Aaron Gregg Michael Laris
Federal Aviation regulators met Friday with pilot representatives from United Airlines, Southwest and American Airlines ― the three U.S. airlines whose fleets include the grounded 737 Max jets ― to discuss a software overhaul and a related set of training requirements designed to make the planes airworthy again.
The meeting was part of a broader soul-searching that has gripped the U.S. aviation community in recent months after two new Boeing jets crashed in Indonesia and Ethiopia, killing 346 people.
The FAA grounded the Max 8 and 9 planes on March 14, saying authorities needed to investigate “the possibility of a shared cause” between the two crashes. Although authorities are yet to formally assign blame for either crash, investigators have already concluded that the anti-stalling feature — the Maneuvering Characteristics Augmentation System, or MCAS — was activated in the final minutes of the Ethiopian flight.
[All eyes are watching as Boeing prepares software update months after Indonesia plane crash]
Pilot unions were angry that they were not made aware of the MCAS issue until after the first crash, and the FAA is still waiting on a final software fix for a flight control system that played a role in both crashes and a related set of pilot training modules.
The FAA is in the spotlight over a 15-year-old policy to allow manufacturers including Boeing to “self-certify” the aircraft they produce. Questions around the certification process for the 737 Max aircraft have been the subject of congressional inquiries and a criminal investigation.
The purpose of Friday’s meeting was to gather data and “to further understand their views as the FAA decides what needs to be done before returning the aircraft to service,” an FAA spokesman said Friday.
FAA acting administrator Daniel Elwell said the meeting had been an opportunity to get regulators on the same page with commercial airline pilots.
“As a pilot myself, as a longtime member of a commercial airline pilot union . . . I understand how important it is to the rank-and-file pilot to understand what the FAA’s doing,” Elwell said in a video released soon after the meeting. “Of course, the flight departments are equally engaged and it’s equally important to speak to them.

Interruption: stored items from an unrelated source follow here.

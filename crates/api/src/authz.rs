//! API-side authorization guard.
//!
//! Resolves the request principal against the static role policy and mints
//! the [`Capability`] that the scan service and order handlers require.

use shipcheck_auth::{AuthzError, Capability, Permission, Principal, authorize};

use crate::context::PrincipalContext;

/// Check `required` for the current request principal.
pub fn capability_for(
    principal: &PrincipalContext,
    required: &Permission,
) -> Result<Capability, AuthzError> {
    let principal = Principal::from_roles(principal.principal_id(), principal.roles().to_vec());
    authorize(&principal, required)
}

#[cfg(test)]
mod tests {
    use shipcheck_auth::{PrincipalId, Role};

    use super::*;

    #[test]
    fn warehouse_may_scan_but_not_delete() {
        let ctx = PrincipalContext::new(PrincipalId::new(), vec![Role::WAREHOUSE]);
        assert!(capability_for(&ctx, &Permission::DISPATCH_SCAN).is_ok());
        assert!(capability_for(&ctx, &Permission::ORDERS_DELETE).is_err());
    }

    #[test]
    fn no_roles_means_no_access() {
        let ctx = PrincipalContext::new(PrincipalId::new(), vec![]);
        assert!(matches!(
            capability_for(&ctx, &Permission::ORDERS_READ),
            Err(AuthzError::Forbidden(_))
        ));
    }
}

The one unique aspect of this meeting is bringing them together, so they can hear each other’s questions in real time, and hear our answers in real time.”
[Boeing, initially defensive, now ‘humbled’ by 737 Max crisis]
Earlier this month, Boeing’s chief executive Dennis Muilenburg took the step of directly apologizing for the lives lost on the two doomed flights and acknowledged that MCAS played a role in both tragedies.
In a speech Thursday at the George W. Bush Presidential Center in Dallas, Muilenburg said, “Our top engineers and technical experts have been working tirelessly in collaboration with the Federal Aviation Administration and our customers to finalize and implement a software update that will ensure accidents like these never happen again.”
Pilot unions from Southwest and American Airlines, in particular, have been critical of Boeing’s role. In a bulletin sent to members after the meeting, Southwest Airlines Pilots Association President Jon Weaks said the FAA’s policy of “organization designation authorization,” that allows manufacturers to self-certify should be debated in Congress.
The self-certification policy “may be too ingrained to reverse and further complicated because of the FAA’s budget and lack of available and qualified personnel,” Weaks wrote.
Weaks said discussions will take place around what he called “the very one-sided duopoly that Boeing enjoys and the antitrust issues that accompany this long-overlooked issue,” adding that Boeing should continue to face scrutiny over its flight-control systems and the related certification process.
The FAA is still waiting for Boeing to deliver the final package of software fixes and related training updates that will address the MCAS issue. While the company has been working on the software fix for months, those efforts have been complicated by a new FAA requirement that Boeing fix a separate software problem uncovered more recently.
Boeing executives have said the company is proceeding with caution to ensure the final software and training fixes are satisfactory.
“We’re taking a comprehensive, disciplined approach — and taking the time — to make sure we get it right,” Muilenburg said Thursday in Texas.